O Circo Africano era generoso, reservava um dia em que liberava a bilheteria. Praticava a inclusão social, muito antes de ela se tornar marketing político. Assim era o Circo Africano, cujo único africano, ainda sim de procedência duvidosa, era um macaco com aparência de cansado daquela vida, louco para voltar ao sossego de seu espaço.
Meus filhos adoravam e até pediram para serem fotografados em um caloroso abraço ao Idi Amin. Adoravam, principalmente, as pipocas e os algodões-doces. Ficavam paralisados diante das mágicas, assustavam-se, cobrindo os olhos com medo dos trapezistas caírem, pulavam na arquibancada de tábuas carcomidas de cupins, deixando-me tenso com a possibilidade de tudo vir abaixo, quando o palhaço fazia suas palhaçadas e tropeçava nos obstáculos colocados por um garotinho de olhos de azeitonas pretas. O palhaço se esborrachava no picadeiro e o garotinho pulava, aplaudindo, a fim de estimular o público. Nestas horas eu ria de dar nó nas tripas.
O Circo Africano, já combalido, foi nocauteado e beijou a lona para nunca mais se levantar. A juventude está ligada é na internet, nos orkut’s e suas comunidades virtuais. Não há mais lugar para os circos mambembes e seus ingênuos espetáculos. Foi então, que numa tarde cinzenta de trânsito infernal, que comecei a compreender para onde os artistas dos circos migraram.
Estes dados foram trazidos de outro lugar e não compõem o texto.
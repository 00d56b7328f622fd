//! Script variables and `${name}` substitution

use action_locator::Selector;
use once_cell::sync::Lazy;
use regex::Regex;
use serde_json::Value;
use std::collections::BTreeMap;

use crate::errors::StepError;
use crate::types::ParamValue;

static PLACEHOLDER: Lazy<Regex> =
    Lazy::new(|| Regex::new(r"\$\{([A-Za-z_][A-Za-z0-9_.\-]*)\}").expect("placeholder regex"));

static VARIABLE_NAME: Lazy<Regex> =
    Lazy::new(|| Regex::new(r"^[A-Za-z_][A-Za-z0-9_.\-]*$").expect("variable name regex"));

/// True when `name` can be bound and referenced as `${name}`
pub fn is_valid_name(name: &str) -> bool {
    VARIABLE_NAME.is_match(name)
}

/// Names referenced by `${..}` placeholders in `text`, in order of appearance
pub fn placeholders(text: &str) -> Vec<String> {
    PLACEHOLDER
        .captures_iter(text)
        .map(|caps| caps[1].to_string())
        .collect()
}

/// Every variable a parameter refers to
pub fn param_references(param: &ParamValue) -> Vec<String> {
    match param {
        ParamValue::Var(var) => vec![var.var.clone()],
        ParamValue::Literal(value) => {
            let mut names = Vec::new();
            collect_value_refs(value, &mut names);
            names
        }
    }
}

/// Every variable a selector refers to
pub fn selector_references(selector: &Selector) -> Vec<String> {
    let mut names = Vec::new();
    selector.visit_values(|value| names.extend(placeholders(value)));
    names
}

fn collect_value_refs(value: &Value, names: &mut Vec<String>) {
    match value {
        Value::String(text) => names.extend(placeholders(text)),
        Value::Array(items) => items.iter().for_each(|item| collect_value_refs(item, names)),
        Value::Object(map) => map.values().for_each(|item| collect_value_refs(item, names)),
        _ => {}
    }
}

/// Text form of a bound value: strings verbatim, everything else compact JSON
fn render(value: &Value) -> String {
    match value {
        Value::String(text) => text.clone(),
        other => other.to_string(),
    }
}

/// Script-scoped variable bindings
#[derive(Debug, Clone, Default, PartialEq)]
pub struct Variables {
    bindings: BTreeMap<String, Value>,
}

impl Variables {
    pub fn new(initial: BTreeMap<String, Value>) -> Self {
        Self { bindings: initial }
    }

    pub fn get(&self, name: &str) -> Option<&Value> {
        self.bindings.get(name)
    }

    /// Bind or rebind `name`; later substitutions see the new value
    pub fn set(&mut self, name: impl Into<String>, value: Value) {
        self.bindings.insert(name.into(), value);
    }

    pub fn contains(&self, name: &str) -> bool {
        self.bindings.contains_key(name)
    }

    pub fn names(&self) -> impl Iterator<Item = &str> {
        self.bindings.keys().map(String::as_str)
    }

    pub fn snapshot(&self) -> BTreeMap<String, Value> {
        self.bindings.clone()
    }

    /// Replace every `${name}` in `text` with its binding
    pub fn interpolate(&self, text: &str) -> Result<String, StepError> {
        if let Some(missing) = placeholders(text)
            .into_iter()
            .find(|name| !self.contains(name))
        {
            return Err(StepError::UnboundVariable(missing));
        }
        Ok(self.substitute(text))
    }

    /// Resolve a parameter to its current value
    pub fn resolve(&self, param: &ParamValue) -> Result<Value, StepError> {
        match param {
            ParamValue::Var(var) => self
                .get(&var.var)
                .cloned()
                .ok_or_else(|| StepError::UnboundVariable(var.var.clone())),
            ParamValue::Literal(value) => self.resolve_value(value),
        }
    }

    /// Substitute variables into every value of a selector
    pub fn resolve_selector(&self, selector: &Selector) -> Result<Selector, StepError> {
        if let Some(missing) = selector_references(selector)
            .into_iter()
            .find(|name| !self.contains(name))
        {
            return Err(StepError::UnboundVariable(missing));
        }
        Ok(selector.map_values(|value| self.substitute(value)))
    }

    fn resolve_value(&self, value: &Value) -> Result<Value, StepError> {
        Ok(match value {
            Value::String(text) => Value::String(self.interpolate(text)?),
            Value::Array(items) => Value::Array(
                items
                    .iter()
                    .map(|item| self.resolve_value(item))
                    .collect::<Result<_, _>>()?,
            ),
            Value::Object(map) => Value::Object(
                map.iter()
                    .map(|(key, item)| Ok((key.clone(), self.resolve_value(item)?)))
                    .collect::<Result<_, StepError>>()?,
            ),
            other => other.clone(),
        })
    }

    fn substitute(&self, text: &str) -> String {
        PLACEHOLDER
            .replace_all(text, |caps: &regex::Captures<'_>| {
                self.get(&caps[1])
                    .map(render)
                    .unwrap_or_else(|| caps[0].to_string())
            })
            .into_owned()
    }
}

impl From<BTreeMap<String, Value>> for Variables {
    fn from(bindings: BTreeMap<String, Value>) -> Self {
        Self::new(bindings)
    }
}

#[cfg(test)]
mod tests {
    use super::*;
    use serde_json::json;

    fn vars() -> Variables {
        let mut vars = Variables::default();
        vars.set("user", json!("alice"));
        vars.set("count", json!(3));
        vars.set("screen", json!([{"id": "a"}]));
        vars
    }

    #[test]
    fn interpolates_strings_and_structured_values() {
        let vars = vars();
        assert_eq!(vars.interpolate("hi ${user}").unwrap(), "hi alice");
        assert_eq!(vars.interpolate("${count} items").unwrap(), "3 items");
        assert_eq!(vars.interpolate("${screen}").unwrap(), r#"[{"id":"a"}]"#);
        assert_eq!(vars.interpolate("no placeholders").unwrap(), "no placeholders");
    }

    #[test]
    fn unbound_placeholder_is_an_error() {
        assert_eq!(
            vars().interpolate("${nobody}"),
            Err(StepError::UnboundVariable("nobody".into()))
        );
    }

    #[test]
    fn var_refs_keep_their_type() {
        let vars = vars();
        assert_eq!(vars.resolve(&ParamValue::var("count")).unwrap(), json!(3));
        assert_eq!(
            vars.resolve(&ParamValue::Literal(json!({"msg": "${user}!"}))).unwrap(),
            json!({"msg": "alice!"})
        );
    }

    #[test]
    fn most_recent_binding_wins() {
        let mut vars = vars();
        vars.set("user", json!("bob"));
        assert_eq!(vars.interpolate("${user}").unwrap(), "bob");
    }

    #[test]
    fn selectors_are_substituted_value_by_value() {
        let vars = vars();
        let selector = Selector::parse("id=list >> text=${user}").unwrap();
        assert_eq!(selector_references(&selector), vec!["user"]);
        let resolved = vars.resolve_selector(&selector).unwrap();
        assert_eq!(resolved.to_string(), "id=list >> text=alice");

        let dangling = Selector::parse("text=${ghost}").unwrap();
        assert!(vars.resolve_selector(&dangling).is_err());
    }

    #[test]
    fn name_rules() {
        assert!(is_valid_name("user_name"));
        assert!(is_valid_name("screen.summary"));
        assert!(!is_valid_name("1st"));
        assert!(!is_valid_name(""));
        assert_eq!(placeholders("${a} and ${b.c}"), vec!["a", "b.c"]);
    }
}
Estava cansado, depois de um dia de muito trabalho, cujo objetivo meus sentidos não captavam, querendo voltar depressa para o refúgio do lar, tomar uma ducha e refestelar-me no sofá, quando o semáforo amarelou. Tive de frear o veículo bruscamente, para escapar da câmera filmadora e não contribuir com o erário municipal, esta instituição sedenta de recursos, muitas vezes destinados a projetos obscuros. Lembrei do dito popular “a pressa é inimiga da perfeição”. Sou um defensor ardoroso da sabedoria popular a nos ensinar que a beleza está nas coisas simples; que o segredo da boa saúde está em não se estressar: vamos devagar com o andor que o santo é de barro. O hermetismo é elitista, assim como a pressa, esta mania que a tal modernidade quer impor, faz uma cortina de fumaça em torno de interesses de poucos no afã de acumular capital.
Ainda bem que não aboliram o vermelho a nos lembrar de parar. Não fosse ele eu teria perdido um esplêndido espetáculo, que me remeteu aos bons tempos do Circo Africano: um jovem, nu da cintura para cima, de pele da cor das jabuticabas maduras, com uma calça de moletom vermelha, colada ao seu corpo atlético, com um gorro vermelho de cauda com duas bolinhas brancas na ponta e que balançavam com seus movimentos coordenados, realizou um número de malabarismo esplêndido nos poucos minutos de semáforo vermelho, para os afobados motoristas. Após a breve apresentação, fez o tradicional gesto de agradecimento, curvando a cabeça, como se aguardasse os aplausos. Em seguida, dirigiu-se aos motoristas e passageiros, para recolher as parcas moedas, que nem todos se dispuseram a entregar-lhe.
Meus olhos encheram-se de lágrimas quando o reconheci do Circo Africano. Ele era a criança que infernizava a vida do palhaço, colocando os obstáculos que o levava a engraçadas quedas. Dei-lhe uma polpuda gorjeta. Quando o sinal abriu, ainda tive tempo de vê-lo olhando-me e aplaudindo com um sorriso largo, deixando à mostra os dentes de brilhos desmesurados, reverberando nos últimos raios de sol.